1. Types
    1. Declaring types
      1. :
      2. the
      3. assume
      4. define-type
    2. Type syntax
    3. Predicates
    4. Purity
    5. Using type information in extensions
    6. Optimizations done by specialization
      1. define-specialization
      2. compiler-typecase
    7. Caveats

Types

A dynamically typed language like Scheme does not restrict the type of values bound or assigned to variables to be constant troughout the run-time of a program. This provides a lot of flexibility and makes it easy to get code up and running quickly, but can make maintenance of larger code bases more difficult as the implicit assignment of types to variables done by the programmer has to be "recovered" when the code is inspected or debugged again. Statically typed languages enforce distinct types for all variables, optionally providing type-inference to compute types without requiring the user to specify explicit type declarations in many cases.

If the compiler has some knowledge of the types of local or global variables then it can help in catching type-related errors like passing a value of the wrong type to a user-defined or built-in procedure. Type-information also can be used to generate more efficient code by omitting unnecessary type-checks.

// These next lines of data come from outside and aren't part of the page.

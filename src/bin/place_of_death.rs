use covid_rates::{
	extract_observations, first_wave_cutoff, load_csv_path, rank_early_impact, rate_pivot,
	render_svg, sum_by_key, write_pivot_path, Chart, Cleaner, DateFormat, Layer, Normaliser,
	ObservationColumns, Schema,
};


static PLACES: [&'static str; 4] = ["Home", "Care home", "Hospital", "Hospice"];


fn deaths_schema() -> Schema {
	Schema::new()
		.date("Week ending", DateFormat::Auto)
		.text("Place of death")
		.number("Deaths")
}

fn main() -> Result<(), Box<dyn std::error::Error>> {
	covid_rates::init_logging();
	let argv: Vec<String> = std::env::args().collect();
	let deathsfile = &argv[1];
	let outfile = &argv[2];
	let widefile = argv.get(3);

	println!("loading deaths by place of death ...");
	let deaths = load_csv_path(deathsfile, &deaths_schema())?;
	let deaths = Cleaner::new()
		.one_of("Place of death", &PLACES[..])
		.flag_negative("Deaths")
		.apply(deaths)?;
	let obs = sum_by_key(extract_observations(
		&deaths,
		&ObservationColumns::new("Place of death", "Week ending", "Deaths"),
	)?);

	println!("computing weekly shares ...");
	let shares = Normaliser::share_of_total().normalise(obs);
	let ranking = rank_early_impact(&shares, first_wave_cutoff());

	let shares = rate_pivot(&shares).reordered(&ranking.category_order());

	println!("rendering ...");
	let chart = Chart::new("Share of weekly deaths by place of death")
		.x_label("Week ending")
		.y_label("% of deaths")
		.with_layer(Layer::Lines(shares.clone()))
		.with_category_order(&ranking.category_order())
		.with_marker(first_wave_cutoff(), "end of first wave");
	render_svg(&chart, outfile)?;

	if let Some(path) = widefile {
		println!("writing weekly shares table ...");
		write_pivot_path(&shares, path)?;
	}
	Ok(())
}
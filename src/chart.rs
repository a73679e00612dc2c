use chrono::NaiveDate;

use smartstring::alias::{String as SmartString};

use super::aggregate::Pivot;
use super::normalise::NormalisedObservation;
use super::observation::GroupId;


#[derive(Debug, Clone, PartialEq)]
pub enum Layer {
	/// one line per group
	Lines(Pivot),
	/// one row of coloured tiles per group
	Tiles(Pivot),
}

impl Layer {
	pub fn pivot(&self) -> &Pivot {
		match self {
			Self::Lines(p) | Self::Tiles(p) => p,
		}
	}

	fn reordered(&self, order: &[GroupId]) -> Self {
		match self {
			Self::Lines(p) => Self::Lines(p.reordered(order)),
			Self::Tiles(p) => Self::Tiles(p.reordered(order)),
		}
	}
}


#[derive(Debug, Clone, PartialEq)]
pub struct Marker {
	pub date: NaiveDate,
	pub label: SmartString,
}


/// Description of a chart. Every builder method returns a new value and
/// leaves the receiver untouched.
#[derive(Debug, Clone, PartialEq)]
pub struct Chart {
	title: SmartString,
	x_label: SmartString,
	y_label: SmartString,
	layers: Vec<Layer>,
	markers: Vec<Marker>,
	category_order: Vec<GroupId>,
	size: (u32, u32),
}

impl Chart {
	pub fn new(title: &str) -> Self {
		Self{
			title: title.into(),
			x_label: SmartString::new(),
			y_label: SmartString::new(),
			layers: Vec::new(),
			markers: Vec::new(),
			category_order: Vec::new(),
			size: (1024, 768),
		}
	}

	pub fn x_label(&self, label: &str) -> Self {
		let mut next = self.clone();
		next.x_label = label.into();
		next
	}

	pub fn y_label(&self, label: &str) -> Self {
		let mut next = self.clone();
		next.y_label = label.into();
		next
	}

	pub fn with_layer(&self, layer: Layer) -> Self {
		let mut next = self.clone();
		next.layers.push(layer);
		next
	}

	pub fn with_marker(&self, date: NaiveDate, label: &str) -> Self {
		let mut next = self.clone();
		next.markers.push(Marker{date, label: label.into()});
		next
	}

	pub fn with_category_order(&self, order: &[GroupId]) -> Self {
		let mut next = self.clone();
		next.category_order = order.to_vec();
		next
	}

	pub fn size(&self, width: u32, height: u32) -> Self {
		let mut next = self.clone();
		next.size = (width, height);
		next
	}

	pub fn title(&self) -> &str {
		&self.title
	}

	pub fn get_x_label(&self) -> &str {
		&self.x_label
	}

	pub fn get_y_label(&self) -> &str {
		&self.y_label
	}

	pub fn markers(&self) -> &[Marker] {
		&self.markers[..]
	}

	pub fn category_order(&self) -> &[GroupId] {
		&self.category_order[..]
	}

	pub fn get_size(&self) -> (u32, u32) {
		self.size
	}

	/// Layers with their groups arranged in the category order.
	pub fn ordered_layers(&self) -> Vec<Layer> {
		self.layers.iter().map(|l| l.reordered(&self.category_order)).collect()
	}

	/// Earliest and latest date over all layers.
	pub fn date_span(&self) -> Option<(NaiveDate, NaiveDate)> {
		let dates = self.layers.iter().flat_map(|l| l.pivot().dates().iter().copied());
		let mut span: Option<(NaiveDate, NaiveDate)> = None;
		for d in dates {
			span = Some(match span {
				None => (d, d),
				Some((lo, hi)) => (lo.min(d), hi.max(d)),
			});
		}
		span
	}
}

/// Pivot the rates of normalised rows, ignoring categories.
pub fn rate_pivot(rows: &[NormalisedObservation]) -> Pivot {
	Pivot::from_triples(rows.iter().map(|r| (r.group.clone(), r.date, r.rate)))
}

CHICKEN provides an intra-procedural flow-analysis pass and two compiler options for using type-information in this manner:

-scrutinize will look for possibly incorrectly typed arguments to library procedure calls and generate warnings in such cases.

-specialize will replace certain generic library procedure calls with faster type-specific operations.

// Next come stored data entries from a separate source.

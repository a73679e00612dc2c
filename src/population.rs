use std::collections::{HashMap, HashSet};
use std::fmt;
use std::num::ParseIntError;
use std::str::FromStr;

use log::{debug, info, warn};

use super::aggregate::regroup;
use super::error::{Result, Stage};
use super::observation::{GroupId, Observation};
use super::table::Table;


/// An age interval, `low..=high`, open-ended when `high` is `None`.
#[derive(Debug, Clone, Copy, PartialEq, Eq, Hash)]
pub struct AgeBand {
	pub low: u16,
	pub high: Option<u16>,
}

impl AgeBand {
	pub fn new(low: u16, high: Option<u16>) -> Self {
		Self{low, high}
	}

	pub fn contains_age(&self, age: u16) -> bool {
		age >= self.low && self.high.map_or(true, |h| age <= h)
	}

	/// Whether every age of `other` also lies in `self`.
	pub fn covers(&self, other: &AgeBand) -> bool {
		match other.high {
			Some(h) => self.contains_age(other.low) && self.contains_age(h),
			None => self.contains_age(other.low) && self.high.is_none(),
		}
	}

	pub fn group_id(&self) -> GroupId {
		format!("{}", self).into()
	}
}


#[derive(Debug, Clone)]
pub enum ParseAgeBandError {
	NoBounds,
	Inverted,
	InvalidNumber(ParseIntError),
}

impl fmt::Display for ParseAgeBandError {
	fn fmt<'f>(&self, f: &'f mut fmt::Formatter) -> fmt::Result {
		match self {
			Self::NoBounds => f.write_str("no recognisable age bounds"),
			Self::Inverted => f.write_str("upper age bound below lower bound"),
			Self::InvalidNumber(e) => fmt::Display::fmt(e, f),
		}
	}
}

impl std::error::Error for ParseAgeBandError {}

impl From<ParseIntError> for ParseAgeBandError {
	fn from(other: ParseIntError) -> Self {
		Self::InvalidNumber(other)
	}
}

fn strip_age_prefix(s: &str) -> &str {
	let s = s.trim();
	for prefix in &["Aged ", "aged ", "Ages ", "Age ", "age "] {
		if let Some(rest) = s.strip_prefix(*prefix) {
			return rest.trim()
		}
	}
	s
}

fn age_number(s: &str) -> std::result::Result<u16, ParseIntError> {
	// RKI style bounds carry a leading A, e.g. A15-A34
	let s = s.trim();
	let s = s.strip_prefix('A').unwrap_or(s);
	let mut s = s.trim();
	for unit in &[" years", " year", " yrs", " yr"] {
		if let Some(rest) = s.strip_suffix(*unit) {
			s = rest.trim();
			break
		}
	}
	s.parse::<u16>()
}

impl FromStr for AgeBand {
	type Err = ParseAgeBandError;

	fn from_str(s: &str) -> std::result::Result<Self, Self::Err> {
		let s = strip_age_prefix(s);
		if s.is_empty() {
			return Err(ParseAgeBandError::NoBounds)
		}
		let lower = s.to_ascii_lowercase();
		for prefix in &["under ", "<"] {
			if let Some(rest) = lower.strip_prefix(*prefix) {
				let bound = age_number(rest)?;
				if bound == 0 {
					return Err(ParseAgeBandError::Inverted)
				}
				return Ok(Self{low: 0, high: Some(bound - 1)})
			}
		}
		if let Some(rest) = s.strip_suffix('+') {
			return Ok(Self{low: age_number(rest)?, high: None})
		}
		for suffix in &[" and over", " and older", " plus", " or over"] {
			if let Some(rest) = lower.strip_suffix(*suffix) {
				return Ok(Self{low: age_number(rest)?, high: None})
			}
		}
		let bounds = s.split_once(" to ")
			.or_else(|| s.split_once('-'))
			.or_else(|| s.split_once('_'));
		let (low, high) = match bounds {
			Some((low, high)) => (age_number(low)?, age_number(high)?),
			None => {
				let v = age_number(s).map_err(|_| ParseAgeBandError::NoBounds)?;
				(v, v)
			},
		};
		if high < low {
			return Err(ParseAgeBandError::Inverted)
		}
		Ok(Self{low, high: Some(high)})
	}
}

impl fmt::Display for AgeBand {
	fn fmt<'f>(&self, f: &'f mut fmt::Formatter) -> fmt::Result {
		match self.high {
			Some(h) => write!(f, "{}-{}", self.low, h),
			None => write!(f, "{}+", self.low),
		}
	}
}

/// Group id of the first band in `bands` covering the age range of `label`,
/// so that "Aged 15 to 44" in one file meets "15-44" in another.
///
/// This is the rule `PopulationLookup::from_pyramid` sums by, so a finer
/// label such as "30_34" lands on the same id as the "30-39" denominator.
pub fn band_group(label: &str, bands: &[AgeBand]) -> Option<GroupId> {
	let band = label.parse::<AgeBand>().ok()?;
	bands.iter().find(|b| b.covers(&band)).map(|b| b.group_id())
}

/// Move observations labelled with ages onto `bands`, summing what lands
/// on the same band. Labels no band covers are dropped with a warning.
pub fn regroup_into_bands(obs: Vec<Observation>, bands: &[AgeBand]) -> Vec<Observation> {
	let mut unmatched: Vec<GroupId> = Vec::new();
	for o in obs.iter() {
		if band_group(&o.group, bands).is_none() && !unmatched.contains(&o.group) {
			unmatched.push(o.group.clone());
		}
	}
	if !unmatched.is_empty() {
		warn!("dropping age label(s) {:?}: no declared band covers them", unmatched);
	}
	regroup(obs, |g| band_group(g, bands))
}


/// Denominators per group. Built once, then only read.
#[derive(Debug, Clone, Default)]
pub struct PopulationLookup {
	entries: HashMap<GroupId, f64>,
	// groups whose population had a missing contribution
	poisoned: HashSet<GroupId>,
	order: Vec<GroupId>,
}

impl PopulationLookup {
	pub fn new() -> Self {
		Self::default()
	}

	fn add(&mut self, group: GroupId, value: Option<f64>) {
		if !self.order.contains(&group) {
			self.order.push(group.clone());
		}
		if self.poisoned.contains(&group) {
			return
		}
		match value {
			Some(v) => *self.entries.entry(group).or_insert(0.) += v,
			None => {
				self.entries.remove(&group);
				self.poisoned.insert(group);
			},
		}
	}

	/// Build from (group, population) pairs; repeated groups are summed.
	pub fn from_pairs<I: IntoIterator<Item = (GroupId, Option<f64>)>>(pairs: I) -> Self {
		let mut result = Self::new();
		for (g, v) in pairs {
			result.add(g, v);
		}
		result
	}

	/// Build from a table with one population row per group. Repeated
	/// groups (e.g. one row per sex) are summed.
	pub fn from_table(table: &Table, group_column: &str, population_column: &str) -> Result<Self> {
		let gi = table.column_index(group_column, Stage::Normaliser)?;
		let pi = table.column_index(population_column, Stage::Normaliser)?;
		let mut result = Self::new();
		for row in table.rows() {
			let group = match row[gi].as_text() {
				Some(g) => g,
				None => continue,
			};
			result.add(group.into(), row[pi].as_number());
		}
		result.log_summary();
		Ok(result)
	}

	/// Sum a single-year-of-age pyramid into `bands`.
	///
	/// Each pyramid row is assigned to the first band covering its whole
	/// age range; rows covered by no band are skipped.
	pub fn from_pyramid(table: &Table, age_column: &str, population_column: &str, bands: &[AgeBand]) -> Result<Self> {
		let ai = table.column_index(age_column, Stage::Normaliser)?;
		let pi = table.column_index(population_column, Stage::Normaliser)?;
		let mut result = Self::new();
		for band in bands {
			result.order.push(band.group_id());
		}
		let mut skipped = 0usize;
		for row in table.rows() {
			let row_band = match row[ai].as_text().and_then(|s| s.parse::<AgeBand>().ok()) {
				Some(b) => b,
				None => {
					skipped += 1;
					continue
				},
			};
			match bands.iter().find(|b| b.covers(&row_band)) {
				Some(band) => result.add(band.group_id(), row[pi].as_number()),
				None => skipped += 1,
			}
		}
		if skipped > 0 {
			debug!("{} pyramid row(s) matched no age band", skipped);
		}
		result.log_summary();
		Ok(result)
	}

	/// Add an aggregate group whose population is the sum of `members`.
	pub fn synthesize(mut self, members: &[&str], name: &str) -> Self {
		let mut total = Some(0.);
		for m in members {
			total = match (total, self.get(m)) {
				(Some(t), Some(v)) => Some(t + v),
				_ => None,
			};
		}
		if total.is_none() {
			warn!("population of {} is missing, one of its members has none", name);
		}
		self.add(name.into(), total);
		self
	}

	/// Raw population of `group`, if known.
	pub fn get(&self, group: &str) -> Option<f64> {
		self.entries.get(group).copied()
	}

	/// Groups in first-insertion order.
	pub fn groups(&self) -> &[GroupId] {
		&self.order[..]
	}

	pub fn len(&self) -> usize {
		self.entries.len()
	}

	pub fn is_empty(&self) -> bool {
		self.entries.is_empty()
	}

	fn log_summary(&self) {
		info!("population lookup with {} group(s)", self.entries.len());
		if !self.poisoned.is_empty() {
			warn!("{} group(s) have an incomplete population and no denominator", self.poisoned.len());
		}
	}
}


#[cfg(test)]
mod tests {
	use super::*;
	use crate::loader::load_csv;
	use crate::table::Schema;

	#[test]
	fn parses_common_age_labels() {
		assert_eq!("0-14".parse::<AgeBand>().unwrap(), AgeBand::new(0, Some(14)));
		assert_eq!("15 to 44".parse::<AgeBand>().unwrap(), AgeBand::new(15, Some(44)));
		assert_eq!("Aged 45 to 64".parse::<AgeBand>().unwrap(), AgeBand::new(45, Some(64)));
		assert_eq!("85+".parse::<AgeBand>().unwrap(), AgeBand::new(85, None));
		assert_eq!("90 and over".parse::<AgeBand>().unwrap(), AgeBand::new(90, None));
		assert_eq!("Under 1".parse::<AgeBand>().unwrap(), AgeBand::new(0, Some(0)));
		assert_eq!("Under 1 year".parse::<AgeBand>().unwrap(), AgeBand::new(0, Some(0)));
		assert_eq!("85 years and over".parse::<AgeBand>().unwrap(), AgeBand::new(85, None));
		assert_eq!("A15-A34".parse::<AgeBand>().unwrap(), AgeBand::new(15, Some(34)));
		assert_eq!("42".parse::<AgeBand>().unwrap(), AgeBand::new(42, Some(42)));
		assert!("44-15".parse::<AgeBand>().is_err());
		assert!("unknown".parse::<AgeBand>().is_err());
	}

	#[test]
	fn display_is_canonical() {
		assert_eq!(AgeBand::new(15, Some(44)).to_string(), "15-44");
		assert_eq!(AgeBand::new(85, None).to_string(), "85+");
		let bands = [AgeBand::new(15, Some(44))];
		assert_eq!(band_group("Aged 15 to 44", &bands).as_deref(), Some("15-44"));
		assert_eq!(band_group("n/a", &bands), None);
	}

	#[test]
	fn covers_respects_open_ends() {
		let b = AgeBand::new(80, None);
		assert!(b.covers(&AgeBand::new(90, None)));
		assert!(b.covers(&AgeBand::new(80, Some(84))));
		assert!(!b.covers(&AgeBand::new(75, Some(84))));
		assert!(!AgeBand::new(80, Some(89)).covers(&AgeBand::new(85, None)));
		assert!(AgeBand::new(0, Some(14)).contains_age(14));
		assert!(!AgeBand::new(0, Some(14)).contains_age(15));
	}

	#[test]
	fn pyramid_sums_into_bands() {
		let mut data = String::from("age,population\n");
		for age in 0..90 {
			data.push_str(&format!("{},100\n", age));
		}
		data.push_str("90+,\"1,000\"\n");
		let schema = Schema::new().text("age").number("population");
		let table = load_csv(data.as_bytes(), &schema).unwrap();
		let bands: Vec<AgeBand> = vec!["0-14", "15-44", "45-64", "65-74", "75-84", "85+"]
			.into_iter().map(|s| s.parse().unwrap()).collect();
		let lookup = PopulationLookup::from_pyramid(&table, "age", "population", &bands).unwrap();
		assert_eq!(lookup.get("0-14"), Some(1500.));
		assert_eq!(lookup.get("15-44"), Some(3000.));
		assert_eq!(lookup.get("85+"), Some(500. + 1000.));
		assert_eq!(&lookup.groups()[0][..], "0-14");
		assert_eq!(lookup.len(), 6);
	}

	#[test]
	fn finer_labels_land_on_covering_bands() {
		let bands = [AgeBand::new(0, Some(0)), AgeBand::new(30, Some(39)), AgeBand::new(80, None)];
		assert_eq!(band_group("30_34", &bands).as_deref(), Some("30-39"));
		assert_eq!(band_group("90+", &bands).as_deref(), Some("80+"));
		assert_eq!(band_group("Under 1 year", &bands).as_deref(), Some("0-0"));
		// straddles two bands
		assert_eq!(band_group("35-44", &bands), None);
	}

	#[test]
	fn five_year_labels_get_ten_year_denominators() {
		use crate::normalise::{Normaliser, PERCENT};
		use chrono::NaiveDate;

		let d = NaiveDate::from_ymd_opt(2021, 4, 4).unwrap();
		let mut data = String::from("age,population\n");
		for age in 30..90 {
			data.push_str(&format!("{},10\n", age));
		}
		data.push_str("90+,100\n");
		let table = load_csv(data.as_bytes(), &Schema::new().text("age").number("population")).unwrap();
		let bands = [AgeBand::new(30, Some(39)), AgeBand::new(80, None)];
		let lookup = PopulationLookup::from_pyramid(&table, "age", "population", &bands).unwrap();
		assert_eq!(lookup.get("30-39"), Some(100.));
		assert_eq!(lookup.get("80+"), Some(200.));

		let obs = regroup_into_bands(vec![
			Observation::new("30_34", d, Some(20.)),
			Observation::new("35_39", d, Some(30.)),
			Observation::new("85_89", d, Some(40.)),
			Observation::new("90+", d, Some(60.)),
			Observation::new("unknown", d, Some(1.)),
		], &bands);
		let rates = Normaliser::per_population(&lookup, PERCENT).normalise(obs);
		assert_eq!(rates.len(), 2);
		assert_eq!(&rates[0].group[..], "30-39");
		assert_eq!(rates[0].rate, Some(50.));
		assert_eq!(&rates[1].group[..], "80+");
		assert_eq!(rates[1].rate, Some(50.));
	}

	#[test]
	fn missing_contribution_poisons_group() {
		let lookup = PopulationLookup::from_pairs(vec![
			("A".into(), Some(10.)),
			("B".into(), Some(0.)),
			("C".into(), None),
			("C".into(), Some(5.)),
			("A".into(), Some(5.)),
		]);
		assert_eq!(lookup.get("A"), Some(15.));
		assert_eq!(lookup.get("B"), Some(0.));
		assert_eq!(lookup.get("C"), None);
		assert_eq!(lookup.get("D"), None);
		assert_eq!(lookup.groups(), &[GroupId::from("A"), GroupId::from("B"), GroupId::from("C")]);
	}

	#[test]
	fn synthesized_total_sums_members() {
		let lookup = PopulationLookup::from_pairs(vec![
			("North".into(), Some(100.)),
			("South".into(), Some(50.)),
		]).synthesize(&["North", "South"], "England");
		assert_eq!(lookup.get("England"), Some(150.));
		let lookup = lookup.synthesize(&["North", "Wales"], "Broken");
		assert_eq!(lookup.get("Broken"), None);
	}
}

-strict-types makes type-analysis more optimistic and gives more opportunities for specialization, but may result in unsafe code if type-declarations are violated.

Note that the interpreter will always ignore type-declarations and will not perform any flow-analysis of interpreted code.

Declaring types

Type information for all core library units is available by default. User-defined global variables can be declared to have a type using the (declare (type ...)) or : syntax.

:
[syntax] (: IDENTIFIER TYPE)

Declares that the global variable IDENTIFIER is of the given type.

the
[syntax] (the TYPE EXPRESSION)

Equivalent to EXPRESSION, but declares that the result will be of the given type. Note that this form always declares the type of a single result, the can not be used to declare types for multiple result values. TYPE should be a subtype of the type inferred for EXPRESSION, the compiler will issue a warning if this should not be the case.

assume
[syntax] (assume ((VARIABLE TYPE) ...) BODY ...)

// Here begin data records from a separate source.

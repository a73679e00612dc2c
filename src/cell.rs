use std::fmt;
use std::num::ParseFloatError;

use chrono::NaiveDate;

use enum_map::{Enum, EnumMap};

use log::warn;

use smartstring::alias::{String as SmartString};


/// Why a cell carries no value.
#[derive(Debug, Clone, Copy, PartialEq, Eq, Hash, Enum)]
pub enum MissingReason {
	Empty,
	Unparseable,
	NegativeSentinel,
	NoDenominator,
}

impl fmt::Display for MissingReason {
	fn fmt<'f>(&self, f: &'f mut fmt::Formatter) -> fmt::Result {
		match self {
			Self::Empty => f.write_str("empty"),
			Self::Unparseable => f.write_str("unparseable"),
			Self::NegativeSentinel => f.write_str("negative sentinel"),
			Self::NoDenominator => f.write_str("no denominator"),
		}
	}
}


#[derive(Debug, Clone, PartialEq)]
pub enum Field {
	Text(SmartString),
	Number(f64),
	Date(NaiveDate),
	Missing(MissingReason),
}

impl Field {
	pub fn as_text(&self) -> Option<&str> {
		match self {
			Self::Text(s) => Some(&s[..]),
			_ => None,
		}
	}

	pub fn as_number(&self) -> Option<f64> {
		match self {
			Self::Number(v) => Some(*v),
			_ => None,
		}
	}

	pub fn as_date(&self) -> Option<NaiveDate> {
		match self {
			Self::Date(d) => Some(*d),
			_ => None,
		}
	}

	pub fn is_missing(&self) -> bool {
		matches!(self, Self::Missing(_))
	}
}


#[derive(Debug, Clone, PartialEq)]
pub enum ParseCellError {
	Empty,
	Invalid(ParseFloatError),
	NotFinite,
}

impl fmt::Display for ParseCellError {
	fn fmt<'f>(&self, f: &'f mut fmt::Formatter) -> fmt::Result {
		match self {
			Self::Empty => f.write_str("empty cell"),
			Self::Invalid(e) => fmt::Display::fmt(e, f),
			Self::NotFinite => f.write_str("not a finite number"),
		}
	}
}

impl std::error::Error for ParseCellError {}

impl From<ParseFloatError> for ParseCellError {
	fn from(other: ParseFloatError) -> Self {
		Self::Invalid(other)
	}
}

impl From<ParseCellError> for MissingReason {
	fn from(other: ParseCellError) -> Self {
		match other {
			ParseCellError::Empty => Self::Empty,
			ParseCellError::Invalid(_) | ParseCellError::NotFinite => Self::Unparseable,
		}
	}
}

static NA_MARKERS: &[&str] = &["NA", "N/A", "n/a", "na", "-", "..", ":", "x", "z"];

fn is_separator(c: char) -> bool {
	c == ',' || c == '_' || c == ' ' || c == '\u{a0}' || c == '\u{202f}' || c == '\u{2009}'
}

/// Parse a numeric cell such as `"1,234"` or `" 56 "`.
///
/// Thousands separators and surrounding whitespace are dropped. The usual
/// "not available" markers of statistical releases count as empty.
pub fn parse_count(s: &str) -> Result<f64, ParseCellError> {
	let s = s.trim();
	if s.is_empty() || NA_MARKERS.contains(&s) {
		return Err(ParseCellError::Empty)
	}
	let cleaned: String = s.chars().filter(|c| !is_separator(*c)).collect();
	let v = cleaned.parse::<f64>()?;
	if !v.is_finite() {
		return Err(ParseCellError::NotFinite)
	}
	Ok(v)
}

pub fn parse_count_field(s: &str) -> Field {
	match parse_count(s) {
		Ok(v) => Field::Number(v),
		Err(e) => Field::Missing(e.into()),
	}
}


/// Running count of missing cells per reason.
#[derive(Debug, Clone, Default)]
pub struct MissingTally(EnumMap<MissingReason, usize>);

impl MissingTally {
	pub fn new() -> Self {
		Self::default()
	}

	pub fn record(&mut self, reason: MissingReason) {
		self.0[reason] += 1;
	}

	pub fn observe(&mut self, field: &Field) {
		if let Field::Missing(reason) = field {
			self.record(*reason);
		}
	}

	pub fn get(&self, reason: MissingReason) -> usize {
		self.0[reason]
	}

	pub fn total(&self) -> usize {
		self.0.iter().map(|(_, n)| *n).sum()
	}

	/// Emit one warning per non-zero reason.
	pub fn report(&self, what: &str) {
		for (reason, n) in self.0.iter() {
			if *n > 0 {
				warn!("{}: {} missing cell(s) ({})", what, n, reason);
			}
		}
	}
}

Declares that at the start of execution of BODY .., the variables will be of the given types. This is equivalent to

(let ((VARIABLE (the TYPE VARIABLE)) ...) 
  BODY ...)
define-type
[syntax] (define-type NAME TYPE)

Defines a type-abbreviation NAME that can be used in place of TYPE. Type-abbreviations defined inside a module are not visible outside of that module.

Type syntax

Types declared with the type declaration (see Declarations) or : should follow the syntax given below:

TYPE meaning
deprecated any use of this variable will generate a warning
VALUETYPE
VALUETYPE meaning
(or VALUETYPE ...) "union" or "sum" type
(not VALUETYPE) non-matching type (*)
(struct STRUCTURENAME) record structure of given kind
(procedure [NAME] (VALUETYPE ... [#!optional VALUETYPE ...] [#!rest [VALUETYPE]]) . RESULTS) procedure type, optionally with name
(VALUETYPE ... [#!optional VALUETYPE ...] [#!rest [VALUETYPE]] -> . RESULTS) alternative procedure type syntax
(VALUETYPE ... [#!optional VALUETYPE ...] [#!rest [VALUETYPE]] --> . RESULTS) procedure type that is declared not to modify locally held state
(VALUETYPE -> VALUETYPE : VALUETYPE) predicate procedure type
(forall (TYPEVAR ...) VALUETYPE) polymorphic type
COMPLEXTYPE
BASICTYPE
TYPEVAR VARIABLE or (VARIABLE TYPE)
BASICTYPE meaning
* any value
blob byte vector
boolean boolean
char character
eof end-of-file object
fixnum word-sized integer
float floating-point number
list null or pair
locative locative object
null empty list
number fixnum or float
pair pair
pointer-vector vector or native pointers
pointer native pointer
input-port output-port input- or output-port
procedure unspecific procedure
string string
symbol symbol
vector vector
COMPLEXTYPE meaning
(pair TYPE1 TYPE2) pair with given component types
(list-of TYPE) proper list with given element type
(list TYPE1 ...) proper list with given length and element types
(vector-of TYPE) vector with given element types
(vector TYPE1 ...) vector with given length and element types
RESULTS meaning
* any number of unspecific results
(RESULTTYPE ...) specific number of results with given types
RESULTTYPE meaning
undefined a single undefined result
noreturn procedure does not return normally
VALUETYPE

(*) Note: no type-variables are bound inside (not TYPE).

Note that type-variables in forall types may be given "constraint" types, i.e.

 (: sort (forall (e (s (or (vector-of e) (list-of e))))
           (s (e e -> *) -> s)))

declares that sort is a procedure of two arguments, the first being a vector or list of an undetermined element type e and the second being a procedure that takes two arguments of the element type. The result of sort is of the same type as the first argument.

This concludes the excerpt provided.